Melanocortins as potential therapeutic agents in severe hypoxic conditions

Melanocortin peptides with the adrenocorticotropin/melanocyte-stimulating hormone (ACTH/MSH) sequences and synthetic analogs have protective and life-saving effects in experimental conditions of circulatory shock, myocardial ischemia, ischemic stroke, traumatic brain injury, respiratory arrest, renal ischemia, intestinal ischemia and testicular ischemia, as well as in experimental heart transplantation. Moreover, melanocortins improve functional recovery and stimulate neurogenesis in experimental models of cerebral ischemia.
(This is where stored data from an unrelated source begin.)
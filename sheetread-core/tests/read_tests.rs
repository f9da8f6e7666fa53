use quick_xml::escape::escape;
use serde_json::json;
use sheetread_core::reader::read_workbook_from_bytes;
use sheetread_core::reference::column_label;
use sheetread_core::{
    ExcelReader, HeaderAlignment, ReadError, ReadOptions, ReaderConfig, ReaderPlugin,
};
use std::io::{Cursor, Write};
use zip::ZipWriter;
use zip::write::SimpleFileOptions;

/// Cell content for fixture worksheets
enum Fx {
    Str(&'static str),
    Num(f64),
    Bool(bool),
    Error(&'static str),
    /// Date serial rendered with a built-in date-time number format
    Date(f64),
    Blank,
}

use Fx::*;

fn cell_xml(reference: &str, cell: &Fx) -> Option<String> {
    match cell {
        Str(s) => Some(format!(
            r#"<c r="{}" t="inlineStr"><is><t>{}</t></is></c>"#,
            reference,
            escape(*s)
        )),
        Num(n) => Some(format!(r#"<c r="{}"><v>{}</v></c>"#, reference, n)),
        Bool(b) => Some(format!(
            r#"<c r="{}" t="b"><v>{}</v></c>"#,
            reference,
            if *b { 1 } else { 0 }
        )),
        Error(e) => Some(format!(r#"<c r="{}" t="e"><v>{}</v></c>"#, reference, e)),
        Date(serial) => Some(format!(r#"<c r="{}" s="1"><v>{}</v></c>"#, reference, serial)),
        Blank => None,
    }
}

fn worksheet_xml(rows: &[Vec<Fx>]) -> String {
    let mut xml = String::from(
        r#"<?xml version="1.0" encoding="UTF-8" standalone="yes"?>
<worksheet xmlns="http://schemas.openxmlformats.org/spreadsheetml/2006/main"><sheetData>"#,
    );
    for (r, row) in rows.iter().enumerate() {
        let cells: String = row
            .iter()
            .enumerate()
            .filter_map(|(c, cell)| {
                let reference = format!("{}{}", column_label(c as u32 + 1), r + 1);
                cell_xml(&reference, cell)
            })
            .collect();
        if !cells.is_empty() {
            xml.push_str(&format!(r#"<row r="{}">{}</row>"#, r + 1, cells));
        }
    }
    xml.push_str("</sheetData></worksheet>");
    xml
}

// Build a minimal valid XLSX container in memory
fn build_xlsx(sheets: &[(&str, Vec<Vec<Fx>>)]) -> anyhow::Result<Vec<u8>> {
    let mut zip = ZipWriter::new(Cursor::new(Vec::new()));
    let options = SimpleFileOptions::default().compression_method(zip::CompressionMethod::Stored);

    zip.start_file("[Content_Types].xml", options)?;
    let mut content_types = String::from(
        r#"<?xml version="1.0" encoding="UTF-8" standalone="yes"?>
<Types xmlns="http://schemas.openxmlformats.org/package/2006/content-types">
<Default Extension="rels" ContentType="application/vnd.openxmlformats-package.relationships+xml"/>
<Default Extension="xml" ContentType="application/xml"/>
<Override PartName="/xl/workbook.xml" ContentType="application/vnd.openxmlformats-officedocument.spreadsheetml.sheet.main+xml"/>
<Override PartName="/xl/styles.xml" ContentType="application/vnd.openxmlformats-officedocument.spreadsheetml.styles+xml"/>
"#,
    );
    for i in 0..sheets.len() {
        content_types.push_str(&format!(
            r#"<Override PartName="/xl/worksheets/sheet{}.xml" ContentType="application/vnd.openxmlformats-officedocument.spreadsheetml.worksheet+xml"/>"#,
            i + 1
        ));
    }
    content_types.push_str("</Types>");
    zip.write_all(content_types.as_bytes())?;

    zip.start_file("_rels/.rels", options)?;
    zip.write_all(r#"<?xml version="1.0" encoding="UTF-8" standalone="yes"?>
<Relationships xmlns="http://schemas.openxmlformats.org/package/2006/relationships">
<Relationship Id="rId1" Type="http://schemas.openxmlformats.org/officeDocument/2006/relationships/officeDocument" Target="xl/workbook.xml"/>
</Relationships>"#.as_bytes())?;

    zip.start_file("xl/workbook.xml", options)?;
    let mut workbook_xml = String::from(
        r#"<?xml version="1.0" encoding="UTF-8" standalone="yes"?>
<workbook xmlns="http://schemas.openxmlformats.org/spreadsheetml/2006/main" xmlns:r="http://schemas.openxmlformats.org/officeDocument/2006/relationships">
<sheets>"#,
    );
    for (i, (name, _)) in sheets.iter().enumerate() {
        workbook_xml.push_str(&format!(
            r#"<sheet name="{}" sheetId="{}" r:id="rId{}"/>"#,
            escape(*name),
            i + 1,
            i + 1
        ));
    }
    workbook_xml.push_str("</sheets></workbook>");
    zip.write_all(workbook_xml.as_bytes())?;

    zip.start_file("xl/_rels/workbook.xml.rels", options)?;
    let mut rels = String::from(
        r#"<?xml version="1.0" encoding="UTF-8" standalone="yes"?>
<Relationships xmlns="http://schemas.openxmlformats.org/package/2006/relationships">"#,
    );
    for i in 0..sheets.len() {
        rels.push_str(&format!(
            r#"<Relationship Id="rId{}" Type="http://schemas.openxmlformats.org/officeDocument/2006/relationships/worksheet" Target="worksheets/sheet{}.xml"/>"#,
            i + 1,
            i + 1
        ));
    }
    rels.push_str(
        r#"<Relationship Id="rIdStyles" Type="http://schemas.openxmlformats.org/officeDocument/2006/relationships/styles" Target="styles.xml"/>"#,
    );
    rels.push_str("</Relationships>");
    zip.write_all(rels.as_bytes())?;

    // Style 1 uses built-in format 22 (m/d/yy h:mm)
    zip.start_file("xl/styles.xml", options)?;
    zip.write_all(r#"<?xml version="1.0" encoding="UTF-8" standalone="yes"?>
<styleSheet xmlns="http://schemas.openxmlformats.org/spreadsheetml/2006/main">
<cellXfs count="2"><xf numFmtId="0"/><xf numFmtId="22" applyNumberFormat="1"/></cellXfs>
</styleSheet>"#.as_bytes())?;

    for (i, (_, rows)) in sheets.iter().enumerate() {
        zip.start_file(format!("xl/worksheets/sheet{}.xml", i + 1), options)?;
        zip.write_all(worksheet_xml(rows).as_bytes())?;
    }

    Ok(zip.finish()?.into_inner())
}

fn read_json(payload: &[u8], options: &ReadOptions) -> serde_json::Value {
    let records = ExcelReader::new().read(payload, options).unwrap();
    serde_json::to_value(&records).unwrap()
}

#[test]
fn test_reads_workbook_model() {
    let payload = build_xlsx(&[
        ("First", vec![vec![Str("a"), Num(1.0)]]),
        ("Second", vec![vec![Blank, Blank], vec![Blank, Bool(true)]]),
    ])
    .unwrap();

    let workbook = read_workbook_from_bytes(&payload).unwrap();
    assert_eq!(workbook.sheet_names(), vec!["First", "Second"]);

    let second = workbook.get_sheet("Second").unwrap();
    assert_eq!(second.max_row, 2);
    assert_eq!(second.max_column, 2);
    assert!(second.value(1, 1).is_empty());
}

#[test]
fn test_no_header_keys_by_column_label() {
    let mut row: Vec<Fx> = (0..26).map(|_| Blank).collect();
    row[0] = Str("first");
    row[1] = Num(2.0);
    row.push(Str("twenty-seventh"));
    let payload = build_xlsx(&[("Sheet1", vec![row])]).unwrap();

    let records = ExcelReader::new()
        .read(&payload, &ReadOptions::default())
        .unwrap();
    let record = &records["Sheet1"][0];
    assert_eq!(record.len(), 27);
    assert_eq!(record["A"], sheetread_core::Value::String("first".to_string()));
    assert_eq!(record["B"], sheetread_core::Value::Number(2.0));
    assert!(record["Z"].is_null());
    assert_eq!(
        record["AA"],
        sheetread_core::Value::String("twenty-seventh".to_string())
    );
}

#[test]
fn test_header_row_maps_names() {
    let payload = build_xlsx(&[(
        "People",
        vec![
            vec![Str("Name"), Str("Age"), Str("Home Town")],
            vec![Str("Alice"), Num(30.0), Str("Oslo")],
        ],
    )])
    .unwrap();

    // The compat header scan stops before the last column
    assert_eq!(
        read_json(&payload, &ReadOptions::with_header_row(1)),
        json!({ "People": [{ "name": "Alice", "age": 30 }] })
    );

    let positional = ReadOptions {
        header_row: Some(1),
        header_alignment: Some(HeaderAlignment::Positional),
    };
    assert_eq!(
        read_json(&payload, &positional),
        json!({ "People": [{ "name": "Alice", "age": 30, "home_town": "Oslo" }] })
    );
}

#[test]
fn test_rows_up_to_header_are_excluded() {
    let payload = build_xlsx(&[(
        "Report",
        vec![
            vec![Str("Sales export"), Blank, Str("draft")],
            vec![Str("Region"), Str("Units"), Blank],
            vec![Str("North"), Num(12.0), Blank],
            vec![Str("South"), Num(7.5), Blank],
        ],
    )])
    .unwrap();

    assert_eq!(
        read_json(&payload, &ReadOptions::with_header_row(2)),
        json!({ "Report": [
            { "region": "North", "units": 12 },
            { "region": "South", "units": 7.5 }
        ] })
    );
}

#[test]
fn test_empty_rows_are_suppressed() {
    let payload = build_xlsx(&[(
        "Gaps",
        vec![
            vec![Str("top"), Blank],
            vec![Blank, Blank],
            vec![Blank, Bool(false)],
        ],
    )])
    .unwrap();

    assert_eq!(
        read_json(&payload, &ReadOptions::default()),
        json!({ "Gaps": [{ "A": "top", "B": null }, { "A": null, "B": false }] })
    );
}

#[test]
fn test_sheets_without_records_are_omitted() {
    let payload = build_xlsx(&[
        ("Empty", vec![]),
        ("R&D", vec![vec![Str("kept")]]),
        ("HeaderOnly", vec![vec![Str("Id"), Str("Value")]]),
    ])
    .unwrap();

    let options = ReadOptions::default();
    let records = ExcelReader::new().read(&payload, &options).unwrap();
    assert_eq!(records.keys().collect::<Vec<_>>(), vec!["R&D", "HeaderOnly"]);

    // With a header on every sheet nothing survives
    let records = ExcelReader::new()
        .read(&payload, &ReadOptions::with_header_row(1))
        .unwrap();
    assert!(records.is_empty());
}

#[test]
fn test_error_cells_read_as_text() {
    let payload = build_xlsx(&[(
        "Calc",
        vec![
            vec![Str("total"), Error("#DIV/0!"), Num(4.0)],
            vec![Blank, Error("#N/A"), Blank],
        ],
    )])
    .unwrap();

    assert_eq!(
        read_json(&payload, &ReadOptions::default()),
        json!({ "Calc": [
            { "A": "total", "B": "#DIV/0!", "C": 4 },
            { "A": null, "B": "#N/A", "C": null },
        ] })
    );
}

#[test]
fn test_date_formatted_cells_read_as_datetimes() {
    let payload = build_xlsx(&[(
        "Log",
        vec![
            vec![Str("When"), Str("What"), Blank],
            vec![Date(45000.5), Str("launch"), Str("x")],
        ],
    )])
    .unwrap();

    assert_eq!(
        read_json(&payload, &ReadOptions::with_header_row(1)),
        json!({ "Log": [{ "when": "2023-03-15T12:00:00", "what": "launch" }] })
    );
}

#[test]
fn test_empty_header_cell_scenario() {
    let three_columns = build_xlsx(&[(
        "Sheet1",
        vec![
            vec![Str("Name"), Blank, Str("Score")],
            vec![Str("Bob"), Str("x"), Num(95.0)],
        ],
    )])
    .unwrap();

    assert_eq!(
        read_json(&three_columns, &ReadOptions::with_header_row(1)),
        json!({ "Sheet1": [{ "name": "Bob" }] })
    );

    let positional = ReadOptions {
        header_row: Some(1),
        header_alignment: Some(HeaderAlignment::Positional),
    };
    assert_eq!(
        read_json(&three_columns, &positional),
        json!({ "Sheet1": [{ "name": "Bob", "B": "x", "score": 95 }] })
    );

    let four_columns = build_xlsx(&[(
        "Sheet1",
        vec![
            vec![Str("Name"), Blank, Str("Score"), Str("Notes")],
            vec![Str("Bob"), Str("x"), Num(95.0), Str("n")],
        ],
    )])
    .unwrap();

    assert_eq!(
        read_json(&four_columns, &ReadOptions::with_header_row(1)),
        json!({ "Sheet1": [{ "name": "Bob", "score": "x" }] })
    );
}

#[test]
fn test_config_drives_per_sheet_headers() {
    let payload = build_xlsx(&[
        ("Plain", vec![vec![Str("a")]]),
        (
            "Table",
            vec![
                vec![Str("Key"), Blank],
                vec![Str("k1"), Num(1.0)],
            ],
        ),
    ])
    .unwrap();

    let config = ReaderConfig::parse(
        r#"
        [sheets.Table]
        header_row = 1
        "#,
    )
    .unwrap();
    let records = ExcelReader::with_config(config)
        .read(&payload, &ReadOptions::default())
        .unwrap();
    assert_eq!(
        serde_json::to_value(&records).unwrap(),
        json!({ "Plain": [{ "A": "a" }], "Table": [{ "key": "k1" }] })
    );
}

#[test]
fn test_malformed_payload_fails() {
    let result = ExcelReader::new().read(b"PK\x03\x04 truncated", &ReadOptions::default());
    assert!(matches!(result, Err(ReadError::Parse(_))));
}

#[test]
fn test_read_file_from_disk() {
    let payload = build_xlsx(&[("Sheet1", vec![vec![Str("on disk")]])]).unwrap();
    let mut file = tempfile::Builder::new().suffix(".xlsx").tempfile().unwrap();
    file.write_all(&payload).unwrap();

    let records = ExcelReader::new()
        .read_file(file.path(), &ReadOptions::default())
        .unwrap();
    assert_eq!(
        serde_json::to_value(&records).unwrap(),
        json!({ "Sheet1": [{ "A": "on disk" }] })
    );

    let missing = ExcelReader::new().read_file(
        file.path().with_extension("missing"),
        &ReadOptions::default(),
    );
    assert!(matches!(missing, Err(ReadError::Io(_))));
}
These beneficial effects of ACTH/MSH-like peptides are mostly mediated by brain melanocortin MC3/MC4 receptors, whose activation triggers protective pathways that counteract the main ischemia/reperfusion-related mechanisms of damage. Induction of signaling pathways and other molecular regulators of neural stem/progenitor cell proliferation, differentiation and integration seems to be the key mechanism of neurogenesis stimulation. Synthesis of stable and highly selective agonists at MC3 and MC4 receptors could provide the potential for development of a new class of drugs for a novel approach to management of severe ischemic diseases.

► Melanocortins protect against ischemia/reperfusion-induced organ damage.
► Melanocortins modulate local and systemic inflammatory response.
► Melanocortins stimulate neurogenesis.
► Melanocortins improve functional recovery.
► These effects are mostly mediated by brain melanocortin MC3/MC4 receptors.